My Dementias (plural) – and how one doctor helped me regain my brain.


I didn’t have the expected memory loss, confusion, and communication difficulties usually associated with dementia until several months before I died.  Both my long and short-term memory remained mostly intact.  My thinking remained fairly sharp, and I had no trouble expressing myself.  

Now, my husband was a different story.  He developed dementia before I did, and his involved memory loss, confusion, and difficulty speaking and writing – all the classic signs.  But I did not.  Honestly I didn’t realize I even had dementia; and if I had, it probably would’ve terrified me.  No one pointed it out to me, thankfully.  

I was aware that I seemed to have less physical, mental, and emotional energy for complicated or stressful tasks.  But I relied on Janet to help me with things.  

I broke my leg, was drugged with Serequel, and lost my husband.  Life was no longer “as usual.”

I came home after two months in three different rehabs and a trip to the ER because the last rehab had given me an antipsychotic drug (Serequel) which literally made me crazy.

Richard died in a different hospital across town while I was still in the ER.

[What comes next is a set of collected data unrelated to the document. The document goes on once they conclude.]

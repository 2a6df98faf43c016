// ── Host-facing platform ──
//
// Owns the shared client, the Known Device Set and one controller per
// supported device. Hosts drive it with `discover_devices()` at startup and
// whenever they are ready, and learn about accessory changes through an
// `AccessoryRegistry`.

use std::sync::Arc;

use hthome_api::{DeviceCategory, DeviceKind, DeviceRecord, HtClient, Light};
use indexmap::IndexMap;
use serde::{Deserialize, Serialize};
use tokio::sync::Mutex;
use tracing::{debug, error, info};

use crate::config::SessionConfig;
use crate::device::{ControllerOptions, DeviceController, ErrorSink};
use crate::error::CoreError;
use crate::identity::AccessoryId;
use crate::reconcile::{Decision, reconcile};

/// Categories this platform creates accessories for, one per device kind
/// it can drive.
pub fn supported_categories() -> Vec<DeviceCategory> {
    vec![Light::category()]
}

const MANUFACTURER: &str = "Hyundai HT";

// ── Accessory ────────────────────────────────────────────────────

/// What a host persists for one accessory between runs.
#[derive(Debug, Clone, PartialEq, Eq, Serialize, Deserialize)]
pub struct AccessoryInfo {
    pub id: AccessoryId,
    pub device: DeviceRecord,
}

impl AccessoryInfo {
    pub fn new(device: DeviceRecord) -> Self {
        Self {
            id: AccessoryId::for_device(&device.id),
            device,
        }
    }

    pub fn display_name(&self) -> &str {
        &self.device.display_name
    }

    pub fn manufacturer(&self) -> &'static str {
        MANUFACTURER
    }

    pub fn model(&self) -> &str {
        &self.device.display_name
    }

    pub fn serial_number(&self) -> &str {
        &self.device.id
    }
}

/// A known accessory and, once discovery confirmed it, its controller.
#[derive(Debug, Clone)]
pub struct Accessory {
    pub info: AccessoryInfo,
    controller: Option<DeviceController<Light>>,
}

impl Accessory {
    pub fn controller(&self) -> Option<&DeviceController<Light>> {
        self.controller.as_ref()
    }
}

/// Host registry notified of accessory lifecycle changes.
pub trait AccessoryRegistry: Send + Sync {
    /// A device was discovered for the first time.
    fn register(&self, accessory: &AccessoryInfo);
    /// A cached accessory was confirmed by discovery.
    fn restore(&self, accessory: &AccessoryInfo);
    /// A cached accessory is gone from the account.
    fn unregister(&self, accessory: &AccessoryInfo);
}

/// Counts of one applied discovery cycle.
#[derive(Debug, Clone, Copy, Default, PartialEq, Eq, Serialize)]
pub struct DiscoverySummary {
    pub added: usize,
    pub kept: usize,
    pub removed: usize,
}

// ── Platform ─────────────────────────────────────────────────────

/// Orchestrates discovery, reconciliation and device controllers.
///
/// Built from a configuration result: an invalid configuration yields a
/// *disabled* platform whose operations log and return without touching
/// the network.
pub struct Platform {
    session: Result<Session, String>,
    registry: Arc<dyn AccessoryRegistry>,
    sink: Arc<dyn ErrorSink>,
    known: Mutex<IndexMap<AccessoryId, Accessory>>,
}

struct Session {
    client: Arc<HtClient>,
    options: ControllerOptions,
}

impl Platform {
    pub fn new(
        config: Result<SessionConfig, CoreError>,
        registry: Arc<dyn AccessoryRegistry>,
        sink: Arc<dyn ErrorSink>,
    ) -> Self {
        let session = config.and_then(Session::from_config).map_err(|e| {
            error!("Cannot start HT Home Service session: {e}");
            e.to_string()
        });
        if session.is_ok() {
            debug!("finished initializing platform");
        }

        Self {
            session,
            registry,
            sink,
            known: Mutex::new(IndexMap::new()),
        }
    }

    pub fn is_enabled(&self) -> bool {
        self.session.is_ok()
    }

    /// The shared client, unless the platform is disabled.
    pub fn client(&self) -> Result<&Arc<HtClient>, CoreError> {
        self.session().map(|s| &s.client)
    }

    fn session(&self) -> Result<&Session, CoreError> {
        self.session.as_ref().map_err(|reason| CoreError::Disabled {
            reason: reason.clone(),
        })
    }

    // ── Host cache ───────────────────────────────────────────────

    /// Seed the Known Device Set with an accessory restored from the host's
    /// cache. Its controller starts once discovery confirms the device.
    pub async fn configure_cached_accessory(&self, info: AccessoryInfo) {
        info!("Loading accessory from cache: {}", info.display_name());
        self.known.lock().await.insert(
            info.id,
            Accessory {
                info,
                controller: None,
            },
        );
    }

    /// Snapshot of the Known Device Set.
    pub async fn known_accessories(&self) -> Vec<AccessoryInfo> {
        self.known
            .lock()
            .await
            .values()
            .map(|a| a.info.clone())
            .collect()
    }

    /// Controller of the light with vendor id `device_id`.
    pub async fn light(&self, device_id: &str) -> Result<DeviceController<Light>, CoreError> {
        self.session()?;
        self.known
            .lock()
            .await
            .get(&AccessoryId::for_device(device_id))
            .and_then(|a| a.controller.clone())
            .ok_or_else(|| CoreError::DeviceNotFound {
                identifier: device_id.to_owned(),
            })
    }

    // ── Discovery ────────────────────────────────────────────────

    /// Discover devices and reconcile the Known Device Set against them.
    ///
    /// A failed discovery leaves the set untouched.
    pub async fn discover_devices(&self) -> Result<DiscoverySummary, CoreError> {
        let session = self.session().inspect_err(|_| {
            error!("Cannot discover devices: The platform is not configured properly.");
        })?;

        let devices = session.client.discover().await.map_err(|e| {
            error!("{e}");
            CoreError::from(e)
        })?;

        let mut known = self.known.lock().await;
        let decisions = reconcile(&known, devices, &supported_categories());
        let mut summary = DiscoverySummary::default();

        for decision in decisions {
            match decision {
                Decision::Add { id, record } => {
                    let info = AccessoryInfo::new(record);
                    info!("Registering accessory for device: {}", info.display_name());
                    let controller = self.start_controller(session, &info);
                    self.registry.register(&info);
                    known.insert(
                        id,
                        Accessory {
                            info,
                            controller: Some(controller),
                        },
                    );
                    summary.added += 1;
                }
                Decision::Keep { id, record, .. } => {
                    let Some(accessory) = known.get_mut(&id) else {
                        continue;
                    };
                    accessory.info.device = record;
                    info!(
                        "Restoring existing accessory from cache: {}",
                        accessory.info.display_name()
                    );
                    if accessory.controller.is_none() {
                        accessory.controller =
                            Some(self.start_controller(session, &accessory.info));
                    }
                    self.registry.restore(&accessory.info);
                    summary.kept += 1;
                }
                Decision::Remove { id, handle } => {
                    info!(
                        "Removing existing accessory from cache: {}",
                        handle.info.display_name()
                    );
                    if let Some(controller) = &handle.controller {
                        controller.shutdown().await;
                    }
                    self.registry.unregister(&handle.info);
                    known.shift_remove(&id);
                    summary.removed += 1;
                }
            }
        }

        debug!(?summary, "discovery applied");
        Ok(summary)
    }

    /// Stop every controller. The Known Device Set is kept.
    pub async fn shutdown(&self) {
        let mut known = self.known.lock().await;
        for accessory in known.values_mut() {
            if let Some(controller) = accessory.controller.take() {
                controller.shutdown().await;
            }
        }
        debug!("platform shut down");
    }

    fn start_controller(&self, session: &Session, info: &AccessoryInfo) -> DeviceController<Light> {
        DeviceController::spawn(
            info.device.clone(),
            Arc::clone(&session.client),
            session.options,
            Arc::clone(&self.sink),
        )
    }
}

impl Session {
    fn from_config(config: SessionConfig) -> Result<Self, CoreError> {
        let client = HtClient::new(config.credentials, &config.transport)?;
        Ok(Self {
            client: Arc::new(client),
            options: ControllerOptions {
                poll_interval: config.poll_interval,
                optimistic: config.optimistic_updates,
            },
        })
    }
}

#[cfg(test)]
mod tests {
    use super::*;

    #[test]
    fn supported_categories_follow_device_kinds() {
        let supported = supported_categories();
        assert_eq!(supported, vec![Light::category()]);
        assert!(supported.contains(&DeviceCategory::Light));
        assert!(!supported.contains(&DeviceCategory::Gas));
    }

    #[test]
    fn accessory_info_mirrors_device() {
        let info = AccessoryInfo::new(DeviceRecord {
            id: "L-1".into(),
            display_name: "Hall light".into(),
            category: DeviceCategory::Light,
            location: "Hall".into(),
        });
        assert_eq!(info.id, AccessoryId::for_device("L-1"));
        assert_eq!(info.model(), "Hall light");
        assert_eq!(info.serial_number(), "L-1");
        assert_eq!(info.manufacturer(), "Hyundai HT");
    }
}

I didn’t learn of his death for three days.  It took that long for the effects of the Serequel to wear off enough that I could process things.

When they finally told me about Richard, I was barely able to handle it. Along with the lingering effects of the Serequel, I was also infected with a urinary tract infection (UTI). The ER discovered it, and started me on IV antibiotic, but released me the same day with a prescription for useless antibiotic pills.

The last rehab I was in gave me Serequel because I was having delirium related to the UTI – which they neglected to test me for.  Janet kept asking them to test me for a UTI, but they never did.  They drugged me, instead.

The UTI delirium lingered on.

My behavior and mental status were concerning.  Even after the “crazy” effects of Serequel wore off, the delirium lingered on.  I was lashing out at everyone, at first.  Janet called Dr. Stella, and she called in a prescription for Macrobid, which finally cured the UTI, yet landed me in the hospital, again, with a severe lung infection that nearly killed me.  But I survived that one.  It was the one I got a year later that caused my death.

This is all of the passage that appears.